Explain how the absence of ADH affects urine volume and osmolality.
Collecting ducts become largely impermeable to water (very few aquaporins) → significant decrease in water reabsorption → production of a large volume of dilute urine.
Describe the ECG changes that may be observed in a patient with moderate hyperkalaemia.
- Loss of the P wave (it may be hidden within the QRS complex).
- Prolongation of the QRS complex.
How does tubular reabsorption affect the renal clearance of a substance? Provide an example.
Tubular reabsorption decreases the renal clearance of a substance.
Example: Substance that is freely filtered at the glomerus but completely reabsorbed back into blood will have a clearance of zero (none in urine).
What percentage of the glomerular filtrate is reabsorbed in the proximal tubule, and is this process under hormonal control?
60-70% of glomerular filtrate, process is not under hormonal control.
Describe the path of blood flow through the nephron, beginning with the afferent arteriole and ending with the renal venules.
- Enters through the afferent arteriole leading to glomerular capillaries.
- Exits the glomerular capillaries via the efferent arteriole.
- Flows into peritubular capillaries or the vasa recta, before draining into the renal venules.
Describe the two main pathways through which substances can move across the tubular epithelium.
Transcellular Pathway: through cells, substances must cross both apical and basolateral membranes.
Paracellular pathway: between cells, through gap junctions.
Why is the regulation of extracellular fluid (ECF) osmolality and volume crucial for normal bodily function?
- Prevents water movement into or out of cells: ensures cellular function is not impaired. - Maintains adequate blood pressure and tissue perfusion.
Explain how bicarbonate ions are indirectly reabsorbed in the proximal tubule.
In the tubular fluid, bicarbonate combines with secreted hydrogen ions to form carbonic acid, catalysed by apical carbonic anhydrase. Carbonic acid breaks down into CO₂ and H₂O, which diffuse into the cell. Inside the cell, they reform carbonic acid, which dissociates into bicarbonate and hydrogen ions. The bicarbonate is then reabsorbed into the blood.

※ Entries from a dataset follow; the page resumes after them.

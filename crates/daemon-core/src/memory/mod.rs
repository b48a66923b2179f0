//! Core data model: memories, links, governance rules, active context,
//! communities and promoted facts.
//!
//! `node` holds the primary `Memory` entity; the remaining submodules hold
//! the satellite entities that reference it by id.

mod community;
mod context;
mod fact;
mod link;
mod node;
mod rule;

pub use community::Community;
pub use context::{ActiveContextEntry, MAX_ACTIVE_CONTEXT};
pub use fact::Fact;
pub use link::{Link, Relationship};
pub use node::{Category, Memory, MemoryDraft, MemoryFilter, Outcome, ScoredMemory};
pub use rule::{Rule, RuleDraft, Trigger};
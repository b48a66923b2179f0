//! `commune` — opens a project's briefing session and reports its health.

use serde_json::{json, Value};

use daemon_core::Engine;

use crate::dispatcher::CommuneAction;
use crate::error::DaemonResult;
use crate::tools::base_properties;

pub fn schema() -> Value {
    let mut properties = base_properties();
    properties["action"] = json!({
        "type": "string",
        "enum": ["briefing", "health"],
        "description": "'briefing' marks the session briefed and returns recent context; 'health' reports index sizes without affecting covenant state."
    });
    json!({
        "type": "object",
        "properties": properties,
        "required": ["projectPath", "action"]
    })
}

pub fn execute(engine: &Engine, project: &str, act: CommuneAction, _args: &Value) -> DaemonResult<Value> {
    match act {
        CommuneAction::Briefing => {
            let briefing = engine.briefing(project)?;
            Ok(json!({
                "recentMemories": briefing.recent_memories,
                "activeContext": briefing.active_context,
                "rules": briefing.rules,
                "warnings": briefing.warnings,
                "pendingReindexCount": briefing.pending_reindex_count,
            }))
        }
        CommuneAction::Health => {
            let health = engine.health()?;
            Ok(json!({
                "memoryCount": health.memory_count,
                "archivedCount": health.archived_count,
                "lexicalDocCount": health.lexical_doc_count,
                "vectorCount": health.vector_count,
                "vectorDimensions": health.vector_dimensions,
                "linkCount": health.link_count,
                "communityCount": health.community_count,
                "embedderReady": health.embedder_ready,
                "linkMutationsSinceRebuild": health.link_mutations_since_rebuild,
            }))
        }
    }
}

List the Starling forces that influence glomerular filtration and indicate whether each force promotes or opposes filtration.
- Glomerular capillary hydrostatic pressure (PGC): promotes filtration.
- Bowman’s capsule hydrostatic pressure (PT): opposes filtration
- Glomerular capillary colloid osmotic pressure (πGC): opposes filtration.
- Bowman’s capsule colloid osmotic pressure (πT): promotes filtration.